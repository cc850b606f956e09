use async_trait::async_trait;

use crate::domain::PayloadRef;

/// Byte storage for source documents and split part payloads. Messages
/// carry a [`PayloadRef`], never the bytes themselves.
#[async_trait]
pub trait PartStore: Send + Sync {
    async fn put(&self, payload_ref: &PayloadRef, data: Vec<u8>) -> Result<(), PartStoreError>;

    async fn get(&self, payload_ref: &PayloadRef) -> Result<Vec<u8>, PartStoreError>;

    async fn delete(&self, payload_ref: &PayloadRef) -> Result<(), PartStoreError>;
}

#[derive(Debug, thiserror::Error)]
pub enum PartStoreError {
    #[error("payload not found: {0}")]
    NotFound(String),
    #[error("store failed: {0}")]
    StoreFailed(String),
    #[error("fetch failed: {0}")]
    FetchFailed(String),
    #[error("delete failed: {0}")]
    DeleteFailed(String),
}
use std::path::PathBuf;
use std::sync::Arc;

use async_trait::async_trait;
use bytes::Bytes;
use object_store::local::LocalFileSystem;
use object_store::memory::InMemory;
use object_store::path::Path as StorePath;
use object_store::{ObjectStore, PutPayload};

use crate::application::ports::{PartStore, PartStoreError};
use crate::domain::PayloadRef;

/// Part store over any `object_store` backend. Deployments use the local
/// filesystem (or an S3-compatible store wired in the same way); tests use
/// the in-memory backend.
pub struct ObjectPartStore {
    inner: Arc<dyn ObjectStore>,
}

impl ObjectPartStore {
    pub fn local(base_path: PathBuf) -> Result<Self, PartStoreError> {
        std::fs::create_dir_all(&base_path)
            .map_err(|e| PartStoreError::StoreFailed(e.to_string()))?;
        let fs = LocalFileSystem::new_with_prefix(base_path)
            .map_err(|e| PartStoreError::StoreFailed(e.to_string()))?;
        Ok(Self {
            inner: Arc::new(fs),
        })
    }

    pub fn in_memory() -> Self {
        Self {
            inner: Arc::new(InMemory::new()),
        }
    }
}

#[async_trait]
impl PartStore for ObjectPartStore {
    async fn put(&self, payload_ref: &PayloadRef, data: Vec<u8>) -> Result<(), PartStoreError> {
        let path = StorePath::from(payload_ref.as_str());
        self.inner
            .put(&path, PutPayload::from(Bytes::from(data)))
            .await
            .map_err(|e| PartStoreError::StoreFailed(e.to_string()))?;
        Ok(())
    }

    async fn get(&self, payload_ref: &PayloadRef) -> Result<Vec<u8>, PartStoreError> {
        let path = StorePath::from(payload_ref.as_str());
        let result = self.inner.get(&path).await.map_err(|e| match e {
            object_store::Error::NotFound { .. } => {
                PartStoreError::NotFound(payload_ref.to_string())
            }
            other => PartStoreError::FetchFailed(other.to_string()),
        })?;

        let bytes = result
            .bytes()
            .await
            .map_err(|e| PartStoreError::FetchFailed(e.to_string()))?;
        Ok(bytes.to_vec())
    }

    async fn delete(&self, payload_ref: &PayloadRef) -> Result<(), PartStoreError> {
        let path = StorePath::from(payload_ref.as_str());
        self.inner
            .delete(&path)
            .await
            .map_err(|e| PartStoreError::DeleteFailed(e.to_string()))
    }
}
use std::collections::{HashSet, VecDeque};

use crate::world::chunk_coord::ChunkCoord;

/// FIFO of chunks waiting for deferred generation. Submission is deduplicated
/// so a chunk that drifts in and out of view while pending is queued once.
#[derive(Debug, Default)]
pub struct GenQueue {
    pending: VecDeque<ChunkCoord>,
    queued: HashSet<ChunkCoord>,
}

impl GenQueue {
    pub fn new() -> Self {
        Self::default()
    }

    /// Enqueues `coord` unless it is already pending. Returns whether the
    /// submission was accepted.
    pub fn submit(&mut self, coord: ChunkCoord) -> bool {
        if !self.queued.insert(coord) {
            return false;
        }
        self.pending.push_back(coord);
        true
    }

    pub fn pop(&mut self) -> Option<ChunkCoord> {
        let coord = self.pending.pop_front()?;
        self.queued.remove(&coord);
        Some(coord)
    }

    pub fn contains(&self, coord: ChunkCoord) -> bool {
        self.queued.contains(&coord)
    }

    pub fn len(&self) -> usize {
        self.pending.len()
    }

    pub fn is_empty(&self) -> bool {
        self.pending.is_empty()
    }
}

#[cfg(test)]
mod tests {
    use super::*;

    #[test]
    fn test_fifo_order() {
        let mut queue = GenQueue::new();
        queue.submit(ChunkCoord::new(0, 0));
        queue.submit(ChunkCoord::new(1, 0));
        queue.submit(ChunkCoord::new(0, 1));

        assert_eq!(queue.pop(), Some(ChunkCoord::new(0, 0)));
        assert_eq!(queue.pop(), Some(ChunkCoord::new(1, 0)));
        assert_eq!(queue.pop(), Some(ChunkCoord::new(0, 1)));
        assert_eq!(queue.pop(), None);
    }

    #[test]
    fn test_duplicate_submission_rejected() {
        let mut queue = GenQueue::new();
        assert!(queue.submit(ChunkCoord::new(2, 2)));
        assert!(!queue.submit(ChunkCoord::new(2, 2)));
        assert_eq!(queue.len(), 1);
    }

    #[test]
    fn test_resubmission_allowed_after_pop() {
        let mut queue = GenQueue::new();
        queue.submit(ChunkCoord::new(3, -1));
        queue.pop();
        assert!(!queue.contains(ChunkCoord::new(3, -1)));
        assert!(queue.submit(ChunkCoord::new(3, -1)));
    }
}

ACTIVITY ▸ Using the entries above, say how many lines contain the string "crate"; the number is the full reply.

ANSWER TO THIS EXERCISE ▸ 4